With shows like TLC's "Miami Ink" getting more and more airtime, it's easy to discern how body art, once representational of a counterculture of 'troublemakers,' has progressively become more mainstream. "Miami Ink" has opened the tattoo parlor's doors and has allowed fans and critics alike a sneak-peek into what it takes to master the (tattoo) gun.
"Tattooing isn't as taboo as it used to be," said Sean Kirkpatrick, sole tattoo artist at Purple Haze, located off Versailles Road. "It's almost unusual [for a person] not to have a tattoo." Kirkpatrick has been with Purple Haze for almost a year but has been tattooing for the past 11. He learned the trade as a teenager on the streets of his hometown in San Diego, Calif.
"Tattooing has always fascinated me," said Kirkpatrick who got his first tattoo at the age of 17. "I think growing up in Mexican neighborhoods, it just kind of went with it. Everybody had tattoos and everybody wanted a tattoo man...It's fascinating because you're putting artwork on people." He was so infatuated that he made his first tattoo gun using a small motor, guitar string, and a toothbrush, and used his good-natured buddies as guinea pigs. "The first tattoo I did was supposed to be a scorpion...but it looked like a lobster," he laughed.
Kirkpatrick has always had an eye for art and can remember drawing up sketches as a kid. Although many tattoo artists use what he calls 'flash art' or pre-drawn stencils, many of his pieces are freehand originals.
"A lot of my customers are return-clients and they know what I'm capable of, so I do a lot of freehand work for them," he said. "I don't really like working with color; it kind of cartoons it. I prefer to use black and gray-it's just my personal preference. My clientele is mainly the black community and black and gray tend to show up better. I've been doing this for so long that it's what people know me for."
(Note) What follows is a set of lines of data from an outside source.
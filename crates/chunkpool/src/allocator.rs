//! Typed allocator front-end over a shared [`ArenaSet`].
//!
//! A [`PoolAllocator<T>`] turns element counts into byte requests against
//! an `ArenaSet`. Clones and rebound views share the same arenas, so memory
//! allocated through one view may be released through any other, provided
//! the byte count matches.

use std::cell::RefCell;
use std::fmt;
use std::marker::PhantomData;
use std::mem;
use std::ptr::NonNull;
use std::rc::Rc;

use chunkpool_arena::{ArenaSet, PoolConfig, PoolError, PoolStats, SelectionPolicy, MAX_ALIGN};

/// Allocator for contiguous runs of `T` backed by fixed chunk arenas.
///
/// Returned pointers are non-owning views into arena memory. They stay
/// valid until the matching [`deallocate`](Self::deallocate) or until the
/// last view sharing the arenas is dropped, whichever comes first. The
/// memory is zeroed at construction but not between reuses; nothing is
/// constructed or dropped in it.
///
/// Not thread-safe: the type is neither `Send` nor `Sync`.
pub struct PoolAllocator<T> {
    arenas: Rc<RefCell<ArenaSet>>,
    _marker: PhantomData<fn() -> T>,
}

impl<T> PoolAllocator<T> {
    /// Alignment requested for every run. Fails to compile for element
    /// types aligned beyond [`MAX_ALIGN`].
    const ALIGN: usize = {
        let align = mem::align_of::<T>();
        assert!(align <= MAX_ALIGN, "element alignment exceeds MAX_ALIGN");
        align
    };

    /// Create one arena per `(chunk_size, chunk_count)` pair, in order,
    /// with the default best-fit policy.
    ///
    /// ```rust
    /// use chunkpool::PoolAllocator;
    ///
    /// let pool: PoolAllocator<u32> = PoolAllocator::new(&[(8, 4)]).unwrap();
    /// let ptr = pool.allocate(1).unwrap();
    /// pool.deallocate(ptr, 1).unwrap();
    /// ```
    pub fn new(pairs: &[(usize, usize)]) -> Result<Self, PoolError> {
        Self::with_config(PoolConfig::from(pairs))
    }

    /// Create the arenas described by `config`.
    pub fn with_config(config: PoolConfig) -> Result<Self, PoolError> {
        Ok(Self::from_set(ArenaSet::new(config)?))
    }

    /// Wrap an existing arena set.
    pub fn from_set(set: ArenaSet) -> Self {
        let _ = Self::ALIGN;
        Self {
            arenas: Rc::new(RefCell::new(set)),
            _marker: PhantomData,
        }
    }

    /// Allocate room for `count` contiguous values of `T`.
    ///
    /// Fails with `OutOfMemory` when the byte size overflows, when no arena
    /// has that many free bytes, or when the best-fit arena has no long
    /// enough run of free chunks. The last case can happen even though the
    /// reported free bytes look sufficient.
    pub fn allocate(&self, count: usize) -> Result<NonNull<T>, PoolError> {
        let bytes = count
            .checked_mul(mem::size_of::<T>())
            .ok_or_else(|| PoolError::OutOfMemory {
                requested: usize::MAX,
                available: self.free_bytes(),
            })?;
        let run = self.arenas.borrow_mut().allocate(bytes, Self::ALIGN)?;
        Ok(run.as_ptr().cast::<T>())
    }

    /// Release a run previously returned by [`allocate`](Self::allocate)
    /// on this allocator or any view sharing its arenas.
    ///
    /// `count` must equal the count passed to `allocate`. Fails with
    /// `InvalidPointer` if `ptr` does not lie in any arena.
    pub fn deallocate(&self, ptr: NonNull<T>, count: usize) -> Result<(), PoolError> {
        let address = ptr.as_ptr() as usize;
        let bytes = count
            .checked_mul(mem::size_of::<T>())
            .ok_or(PoolError::InvalidPointer { address })?;
        self.arenas.borrow_mut().deallocate(address, bytes)?;
        Ok(())
    }

    /// A view of the same arenas for elements of type `U`.
    ///
    /// No arena is created and no buffer is copied.
    pub fn rebind<U>(&self) -> PoolAllocator<U> {
        let _ = PoolAllocator::<U>::ALIGN;
        tracing::trace!(
            from = std::any::type_name::<T>(),
            to = std::any::type_name::<U>(),
            "rebind"
        );
        PoolAllocator {
            arenas: Rc::clone(&self.arenas),
            _marker: PhantomData,
        }
    }

    /// Whether `self` and `other` share one arena set.
    pub fn shares_arenas_with<U>(&self, other: &PoolAllocator<U>) -> bool {
        Rc::ptr_eq(&self.arenas, &other.arenas)
    }

    /// Whether `ptr` lies inside one of the arenas.
    pub fn owns(&self, ptr: NonNull<T>) -> bool {
        self.arenas.borrow().owns(ptr.as_ptr() as usize)
    }

    /// Number of arenas.
    pub fn arena_count(&self) -> usize {
        self.arenas.borrow().len()
    }

    /// Selection policy of the shared arena set.
    pub fn policy(&self) -> SelectionPolicy {
        self.arenas.borrow().policy()
    }

    /// Free bytes summed over all arenas.
    pub fn free_bytes(&self) -> usize {
        self.arenas.borrow().free_bytes()
    }

    /// Buffer bytes summed over all arenas.
    pub fn capacity_bytes(&self) -> usize {
        self.arenas.borrow().capacity_bytes()
    }

    /// Occupancy snapshot of every arena.
    pub fn stats(&self) -> PoolStats {
        self.arenas.borrow().stats()
    }
}

impl<T> Clone for PoolAllocator<T> {
    fn clone(&self) -> Self {
        Self {
            arenas: Rc::clone(&self.arenas),
            _marker: PhantomData,
        }
    }
}

/// Two allocators compare equal when memory from one can be released
/// through the other, i.e. when they share one arena set.
impl<T, U> PartialEq<PoolAllocator<U>> for PoolAllocator<T> {
    fn eq(&self, other: &PoolAllocator<U>) -> bool {
        self.shares_arenas_with(other)
    }
}

impl<T> Eq for PoolAllocator<T> {}

impl<T> fmt::Debug for PoolAllocator<T> {
    fn fmt(&self, f: &mut fmt::Formatter<'_>) -> fmt::Result {
        f.debug_struct("PoolAllocator")
            .field("element", &std::any::type_name::<T>())
            .field("arenas", &self.arena_count())
            .field("free_bytes", &self.free_bytes())
            .finish()
    }
}

#[cfg(test)]
mod tests {
    use super::*;

    #[test]
    fn four_byte_values_take_one_eight_byte_chunk_each() {
        let pool: PoolAllocator<u32> = PoolAllocator::new(&[(8, 4)]).unwrap();
        let ptrs: Vec<_> = (0..4).map(|_| pool.allocate(1).unwrap()).collect();
        assert_eq!(pool.free_bytes(), 0);
        assert!(matches!(
            pool.allocate(1),
            Err(PoolError::OutOfMemory { .. })
        ));
        for ptr in ptrs {
            pool.deallocate(ptr, 1).unwrap();
        }
        assert_eq!(pool.free_bytes(), 32);
    }

    #[test]
    fn pointers_are_aligned_for_the_element() {
        let pool: PoolAllocator<u64> = PoolAllocator::new(&[(8, 8)]).unwrap();
        let ptr = pool.allocate(3).unwrap();
        assert_eq!(ptr.as_ptr() as usize % mem::align_of::<u64>(), 0);
    }

    #[test]
    fn count_overflow_is_out_of_memory() {
        let pool: PoolAllocator<u64> = PoolAllocator::new(&[(8, 8)]).unwrap();
        assert!(matches!(
            pool.allocate(usize::MAX),
            Err(PoolError::OutOfMemory { .. })
        ));
        assert_eq!(pool.free_bytes(), 64);
    }

    #[test]
    fn clone_and_rebind_share_arenas() {
        let pool: PoolAllocator<u32> = PoolAllocator::new(&[(8, 4)]).unwrap();
        let clone = pool.clone();
        let bytes: PoolAllocator<u8> = pool.rebind();
        assert!(pool.shares_arenas_with(&clone));
        assert!(pool == bytes);

        let other: PoolAllocator<u32> = PoolAllocator::new(&[(8, 4)]).unwrap();
        assert!(pool != other);
    }

    #[test]
    fn zero_sized_elements_still_take_a_chunk() {
        let pool: PoolAllocator<()> = PoolAllocator::new(&[(8, 2)]).unwrap();
        let a = pool.allocate(1).unwrap();
        let b = pool.allocate(1).unwrap();
        assert_ne!(a, b);
        pool.deallocate(a, 1).unwrap();
        pool.deallocate(b, 1).unwrap();
        assert_eq!(pool.free_bytes(), 16);
    }

    #[test]
    fn debug_names_element_type() {
        let pool: PoolAllocator<u16> = PoolAllocator::new(&[(8, 1)]).unwrap();
        let rendered = format!("{pool:?}");
        assert!(rendered.contains("u16"));
        assert!(rendered.contains("free_bytes: 8"));
    }
}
Kirkpatrick has worked on all sorts of tattoo designs, ranging from small designs that only take a few minutes to collages that take several days or more, depending on the detailing desired. Depending on what the customer wants, Kirkpatrick will use a sharpie marker to sketch or freehand the design to the skin in order to match the tattoo to the person's unique contour. "I've had to fix a lot of [other artists'] tattoos," he said of his years as an artist. "I believe that if you can't draw on paper, why are you doing it on skin? There are a lot of good artists in Lexington, a lot of good talent here, but there's also a lot of artists who simply don't have the eye for it, and it's a shame. You can just grab someone off the street that doesn't know a thing about tattooing, and put them in the chair and they can start messing people up."
Between fixing botched jobs to tatting first-timers and old-timers, Kirkpatrick said no one could walk through the doors and surprise him. "I get a good variation of people. I get a lot of first-timers, but then the addiction kicks in and they come back. Then I had a woman in her 70s who absolutely loved tattoos. I've seen it all."
"It is the coolest job in town; you get paid for hurting people," he laughed. "And you get to meet all sorts of interesting people, that's the best part."